Il y en a quelques-unes. Sur le plan professionnel, je m’occupe bien entendu du système de prévoyance et de la transition énergétique. La sauvegarde durable de notre prévoyance me paraît de plus en plus importante, d’autant que celle-ci est parfois remise en question par certains milieux politiques de façon irréfléchie. D’un autre côté, je souhaite une transition énergétique réaliste le long de toute la chaîne des processus de la source jusqu’à la consommation finale. La transition ne peut réussir que si nous misons sur une production d’énergie diversifiée. Cela implique aussi un mix équilibré entre grands producteurs d’énergie d’une part et sources d’énergie décentralisées de l’autre.

BKW s’engage en faveur de ces objectifs, y compris avec ses nouvelles sociétés dans le domaine des installations du bâtiment et de l’ingénierie. Qu’est-ce que cela recouvre ?

BKW propose des solutions globales intégrées dans les domaines de l’énergie, des bâtiments et des infrastructures. Elle exploite le plus grand réseau de distribution de Suisse, planifie et construit des infrastructures de réseau. Sur la zone de l’aéroport de Berne, nous réalisons conjointement avec les sociétés Flughafen Bern AG et Energie Wasser Bern (ewb) la plus grande installation solaire en plein champ de Suisse. Dans le Jura bernois aussi, deux grands projets portant sur l’éolien sont à l’étude depuis pas mal de temps. En outre, à l’aide du big data et des algorithmes, nous développons des solutions commandées par les données pour tenir compte de la flexibilité et de la décentralisation croissantes de l’injection et du soutirage d’énergie dans le réseau électrique.

Remo Keller de la Caisse de pension BKW mise sur une stratégie de placement défensive.

On a récemment appris dans les médias que la Suisse ne s’attend pas à une pénurie d’énergie cette année – qu’est-ce qui s’est passé ?

Les choses se sont effectivement légèrement détendues.
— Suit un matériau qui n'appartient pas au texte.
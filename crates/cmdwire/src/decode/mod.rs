//! Structural decoding of JSON documents into typed values.
//!
//! Two entry points exist. [`decode_document`] is strict and produces a
//! value that [`FieldType::admits`] exactly; it backs both text-to-composite
//! coercion and composite request parameters. [`decode_param`] is the
//! generic per-parameter decode used by the unmarshaler: scalar parameters
//! come back as their natural value and are converted afterwards by the
//! coercion engine.

use std::collections::BTreeMap;

use serde_json::Value as Json;

use crate::types::{FieldType, FloatKind};
use crate::value::Value;

/// Decodes `json` strictly into `ty`.
///
/// Integers must be integral literals that fit the kind, `f32` values must
/// not overflow, fixed arrays must have the exact length, and `null` is only
/// accepted by indirection layers. Records ignore unknown keys and fill
/// missing members with their zero value.
///
/// # Errors
///
/// Returns a description of the first structural mismatch.
pub fn decode_document(json: &Json, ty: &FieldType) -> Result<Value, String> {
    match ty {
        FieldType::Ref(inner) => match json {
            Json::Null => Ok(Value::Nil),
            other => decode_document(other, inner).map(Value::boxed),
        },
        FieldType::Named { name, inner } => Ok(Value::Named {
            name: name.clone(),
            value: Box::new(decode_document(json, inner)?),
        }),
        FieldType::Bool => json.as_bool().map(Value::Bool).ok_or_else(|| expected(ty, json)),
        FieldType::String => json
            .as_str()
            .map(|text| Value::Str(text.to_owned()))
            .ok_or_else(|| expected(ty, json)),
        FieldType::Int(kind) => {
            let number = integer_literal(json).ok_or_else(|| expected(ty, json))?;
            Value::int_of_kind(*kind, number)
                .ok_or_else(|| format!("{number} overflows {}", kind.as_str()))
        }
        FieldType::Float(kind) => {
            let number = json.as_f64().ok_or_else(|| expected(ty, json))?;
            float_of_kind(*kind, number).ok_or_else(|| format!("{number} overflows {}", kind.as_str()))
        }
        FieldType::Seq(element) => {
            let items = json.as_array().ok_or_else(|| expected(ty, json))?;
            decode_items(items, element).map(Value::Seq)
        }
        FieldType::Array { element, len } => {
            let items = json.as_array().ok_or_else(|| expected(ty, json))?;
            if items.len() != *len {
                return Err(format!(
                    "expected {len} elements for {ty}, got {}",
                    items.len()
                ));
            }
            decode_items(items, element).map(Value::Array)
        }
        FieldType::Map(element) => {
            let object = json.as_object().ok_or_else(|| expected(ty, json))?;
            object
                .iter()
                .map(|(key, item)| Ok((key.clone(), decode_document(item, element)?)))
                .collect::<Result<BTreeMap<_, _>, String>>()
                .map(Value::Map)
        }
        FieldType::Record(members) => {
            let object = json.as_object().ok_or_else(|| expected(ty, json))?;
            members
                .iter()
                .map(|member| {
                    let value = object.get(member.name()).map_or_else(
                        || Ok(member.ty().zero_value()),
                        |item| {
                            decode_document(item, member.ty())
                                .map_err(|err| format!("member '{}': {err}", member.name()))
                        },
                    )?;
                    Ok((member.name().to_owned(), value))
                })
                .collect::<Result<Vec<_>, String>>()
                .map(Value::Record)
        }
    }
}

/// Decodes one request parameter destined for a field of type `ty`.
///
/// Composite destinations decode structurally through
/// [`decode_document`]. Scalar destinations produce the natural value of
/// the document: booleans, text, and numbers (as `f64` when the destination
/// is floating point, otherwise `i64`/`u64` for integral literals). `null`
/// decodes to [`Value::Nil`].
///
/// # Errors
///
/// Returns a description of the mismatch when the document cannot be a
/// value of `ty` at all.
pub fn decode_param(json: &Json, ty: &FieldType) -> Result<Value, String> {
    let (base, _) = ty.peel_refs();
    if json.is_null() {
        return Ok(Value::Nil);
    }
    if base.is_composite() {
        return decode_document(json, base);
    }
    let float_destination = matches!(base.unnamed(), FieldType::Float(_));
    match json {
        Json::Bool(flag) => Ok(Value::Bool(*flag)),
        Json::String(text) => Ok(Value::Str(text.clone())),
        Json::Number(number) if float_destination => number
            .as_f64()
            .map(Value::F64)
            .ok_or_else(|| expected(ty, json)),
        Json::Number(number) => number
            .as_i64()
            .map(Value::I64)
            .or_else(|| number.as_u64().map(Value::U64))
            .or_else(|| number.as_f64().map(Value::F64))
            .ok_or_else(|| expected(ty, json)),
        Json::Null | Json::Array(_) | Json::Object(_) => Err(expected(ty, json)),
    }
}

fn decode_items(items: &[Json], element: &FieldType) -> Result<Vec<Value>, String> {
    items
        .iter()
        .enumerate()
        .map(|(index, item)| {
            decode_document(item, element).map_err(|err| format!("element {index}: {err}"))
        })
        .collect()
}

fn integer_literal(json: &Json) -> Option<i128> {
    let Json::Number(number) = json else {
        return None;
    };
    number
        .as_i64()
        .map(i128::from)
        .or_else(|| number.as_u64().map(i128::from))
}

pub(crate) fn float_of_kind(kind: FloatKind, value: f64) -> Option<Value> {
    match kind {
        FloatKind::F64 => Some(Value::F64(value)),
        FloatKind::F32 => narrow_to_f32(value).map(Value::F32),
    }
}

/// Narrows `value` to `f32`, refusing finite values beyond `f32::MAX`.
pub(crate) fn narrow_to_f32(value: f64) -> Option<f32> {
    if value.is_finite() && value.abs() > f64::from(f32::MAX) {
        return None;
    }
    #[expect(
        clippy::cast_possible_truncation,
        reason = "magnitude is checked above; precision loss matches IEEE narrowing"
    )]
    let narrowed = value as f32;
    Some(narrowed)
}

fn expected(ty: &FieldType, json: &Json) -> String {
    format!("expected {ty}, got {}", describe(json))
}

fn describe(json: &Json) -> &'static str {
    match json {
        Json::Null => "null",
        Json::Bool(_) => "boolean",
        Json::Number(_) => "number",
        Json::String(_) => "string",
        Json::Array(_) => "array",
        Json::Object(_) => "object",
    }
}

#[cfg(test)]
mod tests;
Les réservoirs de gaz et d’eau en Europe sont bien remplis. Mais la situation est volatile. Si des goulets d’étranglement réapparaissent dans nos pays voisins ou si la situation géopolitique évolue, cela peut rapidement avoir une incidence sur la situation énergétique chez nous. S’il y a un enseignement à tirer de ces dernières années, c’est de pratiquer une gestion plus consciente et plus soigneuse de l’énergie – et de prendre conscience que les prises de courant ne fournissent pas toujours de l’électricité en quantité suffisante comme par miracle.

Il faudra donc à nouveau faire des économies d’énergie ?

Je dirais qu’il faut gérer avec soin la ressource constituée par l’énergie. Cela commence à petite échelle et dans chaque ménage. Il n’est pas judicieux de laisser la lumière allumée dans toutes les pièces de la maison. De même, les appareils en mode veille consomment inutilement de l’électricité. En outre, bien des choses peuvent encore être optimisées dans les entreprises. La domotique permet de faire d’importantes économies d’électricité. BKW s’engage également dans ce domaine.

Sonja Spichtig et Remo Keller discutent d’un avenir énergétique rayonnant – grâce à des sources d’énergie décentralisées.

Passons de BKW à votre personne : cela fait déjà près de trois ans que vous travaillez pour la Caisse de pension de BKW. De quel domaine professionnel venez-vous ?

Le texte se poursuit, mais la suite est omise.